Ovest

I Clippers nelle mani di Lou Williams: il SMOY è già assegnato?

04.01.2018 19:25
La stagione dei Los Angeles Clippers è un'altalena di emozioni. L'andamento irregolare della squadra allenata da Doc Rivers è certamente influenzato dalla miriade di infortuni che hanno afflitto il roster: gli stop prima di Milos Teodosic e Danilo Gallinari, poi di Patrick Beverley e Blake Griffin hanno fatto sì che il team losangelino precipitasse in fondo alla Western Conference. Da due settimane a questa parte i Clippers hanno invertito la rotta, sono 6-1 scalando posizioni su posizioni ritrovandosi ad una partita e mezza dall'ottavo posto. Il tutto è dovuto non solo ai rientri dell'ex CSKA Mosca e di Griffin che hanno portato sul parquet quel giusto mix di potenza e fantasia, ma anche grazie all'esplosione del giocatore che non ti aspetti: Lou Williams. Il Mago Lou ha avuto molti punti nelle mani, lo ha dimostrato più volte in carriera ed in questa stagione sta mettendo il punto esclamativo al suo curriculum. In stagione Williams sta viaggiando con 21.7 punti di media (career-high) e 4.6 assist (anche questo il massimo in carriera) a partita. Da quando è sesto uomo sta giocando il maggior numero di minuti di sempre (circa 31) ed addirittura ha oltrepassato i 35 in alcune circostanze, data anche l'emergenza infortuni. L'ex Houston Rockets sta tirando con il 44.7% dal campo (statistica migliore dalla stagione 2009/10), sta registrando i dati migliori in carriera anche nella percentuale nel tiro da tre punti (40.6%) e dalla lunetta (89.8%). Il suo punto debole è sempre stata la costanza nel trovare delle ottime prestazioni, infatti su di lui c'è sempre stata l'etichetta del "gioca bene quando gli va". Questa stagione sta anche dimostrando di esser più lucido nei momenti che contano, nei finali in volata raramente ha sbagliato scelte. Nel record di 6-1 sta avendo medie da capogiro: 29 punti di media, 4.4 assist di media, 3.9 triple segnate a partita, 46.7% dal campo, 45% da 3 ed il 90.1% ai liberi.

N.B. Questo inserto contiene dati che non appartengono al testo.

//! The `examgrade init` command.

use anyhow::Result;

pub fn execute() -> Result<()> {
    // Create examgrade.toml
    if std::path::Path::new("examgrade.toml").exists() {
        println!("examgrade.toml already exists, skipping.");
    } else {
        std::fs::write("examgrade.toml", SAMPLE_CONFIG)?;
        println!("Created examgrade.toml");
    }

    // Create sample exam
    std::fs::create_dir_all("exams")?;
    let exam_path = std::path::Path::new("exams/sample-exam.json");
    if exam_path.exists() {
        println!("exams/sample-exam.json already exists, skipping.");
    } else {
        std::fs::write(exam_path, SAMPLE_EXAM)?;
        println!("Created exams/sample-exam.json");
    }

    // Create its answer key
    std::fs::create_dir_all("answer_keys")?;
    let key_path = std::path::Path::new("answer_keys/sample-exam.json");
    if key_path.exists() {
        println!("answer_keys/sample-exam.json already exists, skipping.");
    } else {
        std::fs::write(key_path, SAMPLE_KEY)?;
        println!("Created answer_keys/sample-exam.json");
    }

    std::fs::create_dir_all("submissions")?;

    println!("\nNext steps:");
    println!("  1. Run: examgrade list");
    println!("  2. Run: examgrade take --exam-id sample-exam");
    println!("  3. Run: examgrade grade --exam-id sample-exam");

    Ok(())
}

const SAMPLE_CONFIG: &str = r#"# examgrade configuration

exams_dir = "exams"
answer_keys_dir = "answer_keys"
submissions_dir = "submissions"
results_dir = "results"
"#;

const SAMPLE_EXAM: &str = r#"{
    "exam_id": "sample-exam",
    "topic": "General Knowledge",
    "questions": [
        {
            "text": "What is the capital of France?",
            "options": ["Paris", "London", "Berlin", "Madrid"]
        },
        {
            "text": "What is 6 times 7?",
            "options": ["42", "36", "49", "54"]
        },
        {
            "text": "Which planet is known as the Red Planet?",
            "options": ["Mars", "Venus", "Jupiter", "Mercury"]
        }
    ]
}
"#;

const SAMPLE_KEY: &str = r#"{
    "exam_id": "sample-exam",
    "marks_per_question": 2,
    "answers": ["Paris", "42", "Mars"]
}
"#;
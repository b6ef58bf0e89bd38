//! Core record types for examgrade.
//!
//! These are the persisted artifacts the whole system exchanges: exam
//! definitions, student submissions, and answer keys. Field names match the
//! JSON files on disk and must stay stable.

use serde::{Deserialize, Serialize};

/// Sentinel carried in place of an identity field a submission never had.
pub const MISSING_IDENTITY: &str = "unknown";

/// An authored question set with a unique identifier.
///
/// Immutable once authored; the delivery component reads it, the grading
/// side never needs it (grading works off the answer key alone).
#[derive(Debug, Clone, Serialize, Deserialize)]
pub struct ExamDefinition {
    /// Unique identifier for this exam.
    pub exam_id: String,
    /// Human-readable topic.
    #[serde(default)]
    pub topic: Option<String>,
    /// The questions, in presentation order.
    pub questions: Vec<Question>,
}

/// A single multiple-choice question.
#[derive(Debug, Clone, Serialize, Deserialize)]
pub struct Question {
    /// The question text shown to the student.
    pub text: String,
    /// Candidate answers, in presentation order. An answer is recorded as
    /// the selected option's literal text, never its index, so reordering
    /// options between authoring and grading does not break scoring.
    pub options: Vec<String>,
}

/// One student's recorded answers and timing for one exam attempt.
///
/// Written once by the delivery component, immutable afterwards, uniquely
/// identified by `(roll_no, exam_id)`. Every field except `answers` is
/// optional at parse time: an absent or malformed field degrades one output
/// field during scoring instead of invalidating the whole record. A record
/// without an `answers` array is structurally invalid and never reaches the
/// scoring engine.
#[derive(Debug, Clone, Serialize, Deserialize)]
pub struct SubmissionRecord {
    /// Exam this submission belongs to. Submissions whose id does not match
    /// the answer key under evaluation are silently skipped.
    #[serde(default)]
    pub exam_id: Option<String>,
    /// Student's name as entered at delivery time.
    #[serde(default)]
    pub student_name: Option<String>,
    /// Roll number; half of the submission's uniqueness key.
    #[serde(default)]
    pub roll_no: Option<String>,
    /// ISO-8601 timestamp stamped before the first question. Kept as the raw
    /// string; parsing happens at scoring time.
    #[serde(default)]
    pub start_time: Option<String>,
    /// ISO-8601 timestamp stamped after the last question.
    #[serde(default)]
    pub end_time: Option<String>,
    /// One entry per question, positionally aligned with the answer key.
    /// A blank answer is an empty string, never absent. The list may be
    /// shorter than the question count if trailing questions were skipped.
    pub answers: Vec<String>,
}

impl SubmissionRecord {
    /// Roll number for display and file naming, with the missing sentinel.
    pub fn roll_no_or_sentinel(&self) -> &str {
        self.roll_no.as_deref().unwrap_or(MISSING_IDENTITY)
    }

    /// Student name for display, with the missing sentinel.
    pub fn student_name_or_sentinel(&self) -> &str {
        self.student_name.as_deref().unwrap_or(MISSING_IDENTITY)
    }
}

/// Authoritative correct answers and per-question weight for one exam.
///
/// Authored once by the grading authority and read-only during scoring.
/// All fields are required: a key that fails to parse is a fatal
/// configuration error, never a degraded record.
#[derive(Debug, Clone, Serialize, Deserialize)]
pub struct AnswerKey {
    /// Exam this key grades.
    pub exam_id: String,
    /// Uniform mark value per question. No per-question weighting.
    pub marks_per_question: u32,
    /// Canonical correct answer text per question, positionally aligned
    /// with `SubmissionRecord::answers`.
    pub answers: Vec<String>,
}

impl AnswerKey {
    /// Maximum attainable score under this key.
    pub fn max_score(&self) -> u32 {
        self.answers.len() as u32 * self.marks_per_question
    }
}

#[cfg(test)]
mod tests {
    use super::*;

    #[test]
    fn submission_optional_fields_default() {
        let json = r#"{"answers": ["Paris", ""]}"#;
        let sub: SubmissionRecord = serde_json::from_str(json).unwrap();
        assert!(sub.exam_id.is_none());
        assert!(sub.start_time.is_none());
        assert_eq!(sub.answers.len(), 2);
        assert_eq!(sub.roll_no_or_sentinel(), MISSING_IDENTITY);
        assert_eq!(sub.student_name_or_sentinel(), MISSING_IDENTITY);
    }

    #[test]
    fn submission_without_answers_is_invalid() {
        let json = r#"{"exam_id": "E1", "roll_no": "R1"}"#;
        assert!(serde_json::from_str::<SubmissionRecord>(json).is_err());
    }

    #[test]
    fn answer_key_requires_all_fields() {
        let missing_marks = r#"{"exam_id": "E1", "answers": ["a"]}"#;
        assert!(serde_json::from_str::<AnswerKey>(missing_marks).is_err());

        let missing_answers = r#"{"exam_id": "E1", "marks_per_question": 2}"#;
        assert!(serde_json::from_str::<AnswerKey>(missing_answers).is_err());
    }

    #[test]
    fn answer_key_max_score() {
        let key = AnswerKey {
            exam_id: "E1".into(),
            marks_per_question: 2,
            answers: vec!["Paris".into(), "42".into(), "blue".into()],
        };
        assert_eq!(key.max_score(), 6);
    }

    #[test]
    fn exam_definition_serde_roundtrip() {
        let exam = ExamDefinition {
            exam_id: "geo-101".into(),
            topic: Some("Geography".into()),
            questions: vec![Question {
                text: "Capital of France?".into(),
                options: vec!["Paris".into(), "Lyon".into()],
            }],
        };
        let json = serde_json::to_string(&exam).unwrap();
        let back: ExamDefinition = serde_json::from_str(&json).unwrap();
        assert_eq!(back.exam_id, "geo-101");
        assert_eq!(back.questions[0].options.len(), 2);
    }
}
//! The `examgrade grade` command.

use std::path::PathBuf;

use anyhow::Result;

use examgrade_core::engine::ScoringEngine;
use examgrade_core::results::ResultCollection;
use examgrade_core::summary::summarize;
use examgrade_store::config::load_config_from;
use examgrade_store::keys::load_answer_key;
use examgrade_store::{AnswerKeyStore, SubmissionStore};
use examgrade_report::{write_csv_report, write_html_report};

pub fn execute(
    config_path: Option<PathBuf>,
    exam_id: Option<String>,
    answer_key_path: Option<PathBuf>,
    submissions: Option<PathBuf>,
    output: Option<PathBuf>,
    format: String,
) -> Result<()> {
    let config = load_config_from(config_path.as_deref())?;

    // Any problem with the key is fatal before a single submission is read.
    let key = match (&answer_key_path, &exam_id) {
        (Some(path), _) => load_answer_key(path)?,
        (None, Some(id)) => {
            let store = AnswerKeyStore::from_dir(&config.answer_keys_dir)?;
            store.get(id)?.clone()
        }
        (None, None) => {
            anyhow::bail!("pass either --exam-id or --answer-key to select the key to grade with")
        }
    };

    let engine = ScoringEngine::new(key)?;
    tracing::info!(exam_id = %engine.key().exam_id, "grading run starting");

    let submissions_dir = submissions.unwrap_or_else(|| config.submissions_dir.clone());
    let snapshot = SubmissionStore::new(&submissions_dir).snapshot()?;
    if !snapshot.skipped.is_empty() {
        eprintln!(
            "Warning: {} submission file(s) were malformed and excluded.",
            snapshot.skipped.len()
        );
    }

    let collection = engine.evaluate(&snapshot.records);

    print_results(&collection);

    // Artifacts are written only after the whole run evaluated.
    let output_dir = output.unwrap_or_else(|| config.results_dir.clone());
    std::fs::create_dir_all(&output_dir)?;
    let stem = format!("results-{}", collection.exam_id);

    let formats: Vec<&str> = if format == "all" {
        vec!["json", "csv", "html"]
    } else {
        format.split(',').map(|s| s.trim()).collect()
    };

    for fmt in &formats {
        match *fmt {
            "json" => {
                let path = output_dir.join(format!("{stem}.json"));
                collection.save_json(&path)?;
                eprintln!("Results saved to: {}", path.display());
            }
            "csv" => {
                let path = output_dir.join(format!("{stem}.csv"));
                write_csv_report(&collection, &path)?;
                eprintln!("CSV grade sheet: {}", path.display());
            }
            "html" => {
                let path = output_dir.join(format!("{stem}.html"));
                write_html_report(&collection, &path)?;
                eprintln!("HTML grade sheet: {}", path.display());
            }
            _ => {
                eprintln!("Unknown format: {fmt}");
            }
        }
    }

    Ok(())
}

fn print_results(collection: &ResultCollection) {
    use comfy_table::{Cell, Table};

    let mut table = Table::new();
    table.set_header(vec!["Roll No", "Student", "Score", "Max", "Time (s)"]);

    for record in &collection.results {
        table.add_row(vec![
            Cell::new(&record.roll_no),
            Cell::new(&record.student_name),
            Cell::new(record.score),
            Cell::new(record.max_score),
            Cell::new(record.time_taken_seconds.to_string()),
        ]);
    }

    eprintln!("\n{table}");

    let summary = summarize(collection);
    eprintln!(
        "\nGraded {} submission(s) for '{}': mean {:.1}, highest {}, lowest {}, {} with full marks",
        summary.graded,
        collection.exam_id,
        summary.mean_score,
        summary.highest,
        summary.lowest,
        summary.full_marks,
    );
    if summary.timing_gaps > 0 {
        eprintln!(
            "{} result(s) have no usable timing data.",
            summary.timing_gaps
        );
    }
}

La stagione è ancora lunga ma con certi numeri alla mano è impossibile non assegnargli il titolo di sesto uomo dell'anno, nessuno uscendo dalla panchina ha certe cifre e nessuno, per il momento, osa avvicinarsi alle sue prestazioni. Perchè in fondo chi non ama il Mago Lou Williams non ama la vera bellezza.